Geschichte streift Gegenwart
Als Mikael aus ihm fliehen kann und bald darauf das Ausmaß der Deportation begreift, rutscht die Inszenierung mit Bildern, die sonst Filmen über die shoah vorbehalten sind, ins Apokalyptische. Das ist arg, aber nicht völlig unberechtigt: Der von den verbündeten Deutschen gedeckte Genozid an den türkischen Armeniern hatte erwiesenermaßen Vorbildfunktion für den holocaust.
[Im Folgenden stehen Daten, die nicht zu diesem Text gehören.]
// SPDX-License-Identifier: AGPL-3.0-or-later
//
// Copyright (C) 2026 Fundbridge Contributors

//! Wallet keys: seed decoding, key derivation, and payload signing.
//!
//! The testnet faucet hands out ed25519 seeds (`sEd...`); operators may also
//! paste legacy secp256k1 family seeds (`s...`). Both derive exactly as the
//! ledger's reference tooling does:
//!
//! - ed25519: private key = SHA-512Half(entropy), public key prefixed `0xED`.
//! - secp256k1: root scalar from SHA-512Half(entropy || counter), account
//!   scalar from SHA-512Half(root_pub || family || counter), summed mod n.
//!
//! ed25519 signs the raw payload; secp256k1 signs SHA-512Half(payload) with
//! deterministic ECDSA, low-S normalized, DER encoded.

use ed25519_dalek::Signer;
use k256::ecdsa::signature::hazmat::PrehashSigner;
use k256::elliptic_curve::sec1::ToEncodedPoint;
use k256::elliptic_curve::PrimeField;

use super::address::{self, SeedAlgorithm};
use super::codec::sha512_half;
use super::LedgerError;

enum Keypair {
    Ed25519(ed25519_dalek::SigningKey),
    Secp256k1(k256::ecdsa::SigningKey),
}

/// A signing wallet derived from a seed.
pub struct Wallet {
    seed: String,
    keypair: Keypair,
    public_key: Vec<u8>,
    address: String,
}

impl Wallet {
    /// Derive a wallet from a base58check seed string.
    pub fn from_seed(seed: &str) -> Result<Self, LedgerError> {
        let (entropy, algorithm) = address::decode_seed(seed)?;

        let (keypair, public_key) = match algorithm {
            SeedAlgorithm::Ed25519 => {
                let raw = sha512_half(&entropy);
                let signing = ed25519_dalek::SigningKey::from_bytes(&raw);
                let mut public = Vec::with_capacity(33);
                public.push(0xED);
                public.extend_from_slice(&signing.verifying_key().to_bytes());
                (Keypair::Ed25519(signing), public)
            }
            SeedAlgorithm::Secp256k1 => {
                let signing = derive_secp256k1(&entropy)?;
                let public = signing
                    .verifying_key()
                    .to_encoded_point(true)
                    .as_bytes()
                    .to_vec();
                (Keypair::Secp256k1(signing), public)
            }
        };

        let account = address::account_id(&public_key);
        let addr = address::encode_account_id(&account);

        Ok(Self {
            seed: seed.to_string(),
            keypair,
            public_key,
            address: addr,
        })
    }

    /// Classic address of this wallet.
    pub fn address(&self) -> &str {
        &self.address
    }

    /// The seed this wallet was derived from.
    pub fn seed(&self) -> &str {
        &self.seed
    }

    /// 33-byte ledger-form public key.
    pub fn public_key(&self) -> &[u8] {
        &self.public_key
    }

    /// Sign a serialized signing payload.
    pub fn sign(&self, payload: &[u8]) -> Result<Vec<u8>, LedgerError> {
        match &self.keypair {
            Keypair::Ed25519(key) => Ok(key.sign(payload).to_bytes().to_vec()),
            Keypair::Secp256k1(key) => {
                let digest = sha512_half(payload);
                let signature: k256::ecdsa::Signature = key
                    .sign_prehash(&digest)
                    .map_err(|e| LedgerError::Signing(e.to_string()))?;
                let signature = signature.normalize_s().unwrap_or(signature);
                Ok(signature.to_der().as_bytes().to_vec())
            }
        }
    }
}

impl std::fmt::Debug for Wallet {
    fn fmt(&self, f: &mut std::fmt::Formatter<'_>) -> std::fmt::Result {
        // Never print the seed or key material.
        f.debug_struct("Wallet")
            .field("address", &self.address)
            .finish_non_exhaustive()
    }
}

/// Family-seed derivation: find a valid scalar by hashing `prefix || counter`.
fn find_scalar(prefix: &[u8]) -> Result<k256::SecretKey, LedgerError> {
    // The counter loop terminates almost immediately; the bound only guards
    // against a malformed implementation looping forever.
    for counter in 0u32..=64 {
        let mut buf = Vec::with_capacity(prefix.len() + 4);
        buf.extend_from_slice(prefix);
        buf.extend_from_slice(&counter.to_be_bytes());
        let digest = sha512_half(&buf);
        if let Ok(secret) = k256::SecretKey::from_slice(&digest) {
            return Ok(secret);
        }
    }
    Err(LedgerError::InvalidSeed)
}

fn derive_secp256k1(entropy: &[u8; 16]) -> Result<k256::ecdsa::SigningKey, LedgerError> {
    let root = find_scalar(entropy)?;
    let root_public = root.public_key().to_encoded_point(true);

    // Account family 0, matching the reference key derivation.
    let mut prefix = root_public.as_bytes().to_vec();
    prefix.extend_from_slice(&0u32.to_be_bytes());
    let intermediate = find_scalar(&prefix)?;

    let sum = *root.to_nonzero_scalar() + *intermediate.to_nonzero_scalar();
    k256::ecdsa::SigningKey::from_bytes(&sum.to_repr())
        .map_err(|_| LedgerError::InvalidSeed)
}

#[cfg(test)]
mod tests {
    use super::*;
    use ed25519_dalek::Verifier;
    use k256::ecdsa::signature::hazmat::PrehashVerifier;

    #[test]
    fn derives_known_genesis_account() {
        // "masterpassphrase" family seed: the canonical secp256k1 vector.
        let wallet = Wallet::from_seed("snoPBrXtMeMyMHUVTgbuqAfg1SUTb").unwrap();
        assert_eq!(wallet.address(), "rHb9CJAWyB4rj91VRWn96DkukG4bwdtyTh");
        assert_eq!(
            hex::encode_upper(wallet.public_key()),
            "0330E7FC9D56BB25D6893BA3F317AE5BCF33B3291BD63DB32654A313222F7FD020"
        );
    }

    #[test]
    fn ed25519_wallet_is_deterministic() {
        let seed = address::encode_seed(&[7u8; 16], SeedAlgorithm::Ed25519);
        let a = Wallet::from_seed(&seed).unwrap();
        let b = Wallet::from_seed(&seed).unwrap();
        assert_eq!(a.address(), b.address());
        assert!(a.address().starts_with('r'));
        assert_eq!(a.public_key()[0], 0xED);
        assert_eq!(a.public_key().len(), 33);
    }

    #[test]
    fn ed25519_signatures_verify() {
        let seed = address::encode_seed(&[1u8; 16], SeedAlgorithm::Ed25519);
        let wallet = Wallet::from_seed(&seed).unwrap();
        let payload = b"signing payload";
        let signature = wallet.sign(payload).unwrap();

        let key_bytes: [u8; 32] = wallet.public_key()[1..].try_into().unwrap();
        let verifying = ed25519_dalek::VerifyingKey::from_bytes(&key_bytes).unwrap();
        let signature = ed25519_dalek::Signature::from_bytes(&signature.try_into().unwrap());
        assert!(verifying.verify(payload, &signature).is_ok());
    }

    #[test]
    fn secp256k1_signatures_verify_over_prehash() {
        let wallet = Wallet::from_seed("snoPBrXtMeMyMHUVTgbuqAfg1SUTb").unwrap();
        let payload = b"signing payload";
        let der = wallet.sign(payload).unwrap();

        let verifying =
            k256::ecdsa::VerifyingKey::from_sec1_bytes(wallet.public_key()).unwrap();
        let signature = k256::ecdsa::Signature::from_der(&der).unwrap();
        let digest = sha512_half(payload);
        assert!(verifying.verify_prehash(&digest, &signature).is_ok());
    }

    #[test]
    fn rejects_garbage_seed() {
        assert!(Wallet::from_seed("not-a-seed").is_err());
        assert!(Wallet::from_seed("").is_err());
    }
}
So überbietet der Film trotz seines kommerziellen Scheiterns seine europäischen Vorgänger: In „Das Haus der Lerchen“ erzählten die italienischen Regie-Brüder Paolo und Vittorio Taviani 2007 eine ähnliche Geschichte. Aber sie lief von Beginn an elegisch, holprig und hoffnungslos ihrem traurigen Ende entgegen.
Hintergrund
Lesen Sie hier eine Rezension des Films "Innen Leben - Insyriated" - packend klaustrophobisches Drama über den Bürgerkrieg in Syrien von Philippe Van Leeuw
und hier eine Besprechung des Films "The Cut" - ambitioniertes Melodram über den Völkermord an den Armeniern von Fatih Akin
und hier einen Beitrag über den Film "Anduni - Fremde Heimat" über Armenier in Deutschland von Samira Radsi.
Grauen wird nicht beschönigt
Das Motto des Films aber, nach dem stets dort, wo zwei Armenier aufeinandertreffen, auch Armenien ist, nimmt immerhin Abstand von Blut- und Boden-Gedanken und vererbtem Hass, der solche Konflikte endlos ausdehnen kann. Zwar gibt es seit dem Zerfall der Sowjetunion 1991 wieder Armenien als souveränen Staat, doch die armenische Identität ist seit dem Genozid geprägt durch ihre Diaspora; das nimmt der Polemik ihren aggressiven Charakter.
Das Anliegen des Films ist nicht Rache, sondern die Widerlegung des Diktums, demzufolge Geschichte von Siegern geschrieben wird. Die türkische Seite wird keineswegs kollektiv diffamiert, das Grauen aber auch nicht beschönigt. Die Anerkennung des Genozids durch Ankara könnte die Grundlage einer Versöhnung sein; doch bislang fordert das die armenische Regierung in Jerewan vergeblich.